Activity. Each line that contains the word "Clone" is to be copied from the records below.

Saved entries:
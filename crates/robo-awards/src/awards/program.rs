use serde::{Deserialize, Serialize};

use super::grade::GradeBand;

/// Competition program an event belongs to.
#[derive(Debug, Clone, Copy, Default, PartialEq, Eq, PartialOrd, Ord, Hash, Serialize, Deserialize)]
#[serde(rename_all = "snake_case")]
pub enum ProgramCategory {
    #[default]
    V5rc,
    Viqrc,
    Vexu,
    Vairc,
    Adc,
}

/// Static labels and cache partitions for a program.
#[derive(Debug, Clone, Copy, PartialEq, Eq)]
pub struct ProgramProfile {
    pub label: &'static str,
    pub short_label: &'static str,
    pub programming_label: &'static str,
    pub driver_label: &'static str,
    pub grades: &'static [GradeBand],
}

static V5RC: ProgramProfile = ProgramProfile {
    label: "VEX V5 Robotics Competition",
    short_label: "V5RC",
    programming_label: "Programming",
    driver_label: "Driver",
    grades: &[GradeBand::MiddleSchool, GradeBand::HighSchool],
};

static VIQRC: ProgramProfile = ProgramProfile {
    label: "VEX IQ Robotics Competition",
    short_label: "VIQRC",
    programming_label: "Autonomous Coding",
    driver_label: "Driver",
    grades: &[GradeBand::ElementarySchool, GradeBand::MiddleSchool],
};

static VEXU: ProgramProfile = ProgramProfile {
    label: "VEX U Robotics Competition",
    short_label: "VEXU",
    programming_label: "Programming",
    driver_label: "Driver",
    grades: &[GradeBand::College],
};

static VAIRC: ProgramProfile = ProgramProfile {
    label: "VEX AI Robotics Competition",
    short_label: "VAIRC",
    programming_label: "Programming",
    driver_label: "Driver",
    grades: &[GradeBand::HighSchool, GradeBand::College],
};

static ADC: ProgramProfile = ProgramProfile {
    label: "Aerial Drone Competition",
    short_label: "ADC",
    programming_label: "Autonomous Flight",
    driver_label: "Piloting",
    grades: &[GradeBand::MiddleSchool, GradeBand::HighSchool],
};

impl ProgramCategory {
    pub fn ordered() -> [ProgramCategory; 5] {
        [
            ProgramCategory::V5rc,
            ProgramCategory::Viqrc,
            ProgramCategory::Vexu,
            ProgramCategory::Vairc,
            ProgramCategory::Adc,
        ]
    }

    pub fn profile(&self) -> &'static ProgramProfile {
        match self {
            ProgramCategory::V5rc => &V5RC,
            ProgramCategory::Viqrc => &VIQRC,
            ProgramCategory::Vexu => &VEXU,
            ProgramCategory::Vairc => &VAIRC,
            ProgramCategory::Adc => &ADC,
        }
    }

    pub fn label(&self) -> &'static str {
        self.profile().label
    }

    /// Accepts either the short code ("V5RC") or the full program name.
    pub fn parse(raw: &str) -> Option<Self> {
        let trimmed = raw.trim();
        Self::ordered().into_iter().find(|program| {
            let profile = program.profile();
            profile.short_label.eq_ignore_ascii_case(trimmed)
                || profile.label.eq_ignore_ascii_case(trimmed)
        })
    }
}
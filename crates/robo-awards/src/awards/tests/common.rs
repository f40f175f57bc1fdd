use axum::response::Response;
use serde_json::Value;

use crate::awards::domain::{
    AwardDescriptor, ChallengeScore, DivisionDataset, DivisionRef, QualifierRanking,
    SkillsRanking, Team, TeamId, TeamRef,
};
use crate::awards::engine::EligibilityEngine;
use crate::awards::evaluation::EligibilityConfig;
use crate::awards::grade::MIDDLE_SCHOOL;
use crate::awards::program::ProgramCategory;

pub(super) const HIGH_SCHOOL: &str = "High School";

pub(super) fn team(id: u32, grade: &str) -> Team {
    Team::new(TeamId(id), format!("{id}A"), grade)
}

pub(super) fn team_ref(id: u32) -> TeamRef {
    TeamRef::new(TeamId(id), format!("{id}A"))
}

pub(super) fn ranking(id: u32, rank: u32) -> QualifierRanking {
    QualifierRanking::new(team_ref(id), rank)
}

pub(super) fn skills(id: u32, rank: u32, programming: u32, driver: u32) -> SkillsRanking {
    SkillsRanking::new(
        team_ref(id),
        rank,
        ChallengeScore::new(programming, u32::from(programming > 0) * 3),
        ChallengeScore::new(driver, u32::from(driver > 0) * 3),
    )
}

pub(super) fn division(event_id: u32, division_id: u32) -> DivisionRef {
    DivisionRef {
        event_id,
        event_name: format!("Event {event_id}"),
        division_id,
        division_name: format!("Division {division_id}"),
    }
}

/// Ten high-school teams ranked 1-10 in qualifiers. Skills order puts team 6 third,
/// so teams 1-4 are the only ones inside both top halves.
pub(super) fn scenario_a_dataset() -> DivisionDataset {
    let skills_order = [1, 2, 6, 3, 4, 5, 7, 8, 9, 10];

    DivisionDataset {
        program: ProgramCategory::V5rc,
        division: division(100, 1),
        teams: (1..=10).map(|id| team(id, HIGH_SCHOOL)).collect(),
        rankings: (1..=10).map(|id| ranking(id, id)).collect(),
        skills: skills_order
            .iter()
            .zip(1..)
            .map(|(id, rank)| skills(*id, rank, 40, 60))
            .collect(),
        awards: vec![
            AwardDescriptor::new("Excellence Award", 1),
            AwardDescriptor::new("All-Around Champion", 2),
        ],
    }
}

/// Twenty teams where every third id is middle school, ranked by id in both tables.
pub(super) fn split_dataset() -> DivisionDataset {
    let grade_for = |id: u32| if id % 3 == 0 { MIDDLE_SCHOOL } else { HIGH_SCHOOL };

    DivisionDataset {
        program: ProgramCategory::V5rc,
        division: division(200, 1),
        teams: (1..=20).map(|id| team(id, grade_for(id))).collect(),
        rankings: (1..=20).map(|id| ranking(id, id)).collect(),
        skills: (1..=20).map(|id| skills(id, id, 30, 50)).collect(),
        awards: vec![
            AwardDescriptor::new("Excellence Award - Middle School", 1),
            AwardDescriptor::new("Excellence Award - High School", 2),
            AwardDescriptor::new("All-Around Champion - Middle School", 3),
            AwardDescriptor::new("All-Around Champion - High School", 4),
        ],
    }
}

pub(super) fn engine() -> EligibilityEngine {
    EligibilityEngine::new(EligibilityConfig::default())
}

pub(super) fn ids(teams: &[Team]) -> Vec<u32> {
    teams.iter().map(|team| team.id.0).collect()
}

pub(super) async fn read_json_body(response: Response) -> Value {
    let body = axum::body::to_bytes(response.into_body(), usize::MAX)
        .await
        .expect("body readable");
    serde_json::from_slice(&body).expect("json body")
}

Answer to this problem.
#[derive(Debug, Clone, Copy, Default, PartialEq, Eq, PartialOrd, Ord, Hash, Serialize, Deserialize)]
#[derive(Debug, Clone, Copy, PartialEq, Eq)]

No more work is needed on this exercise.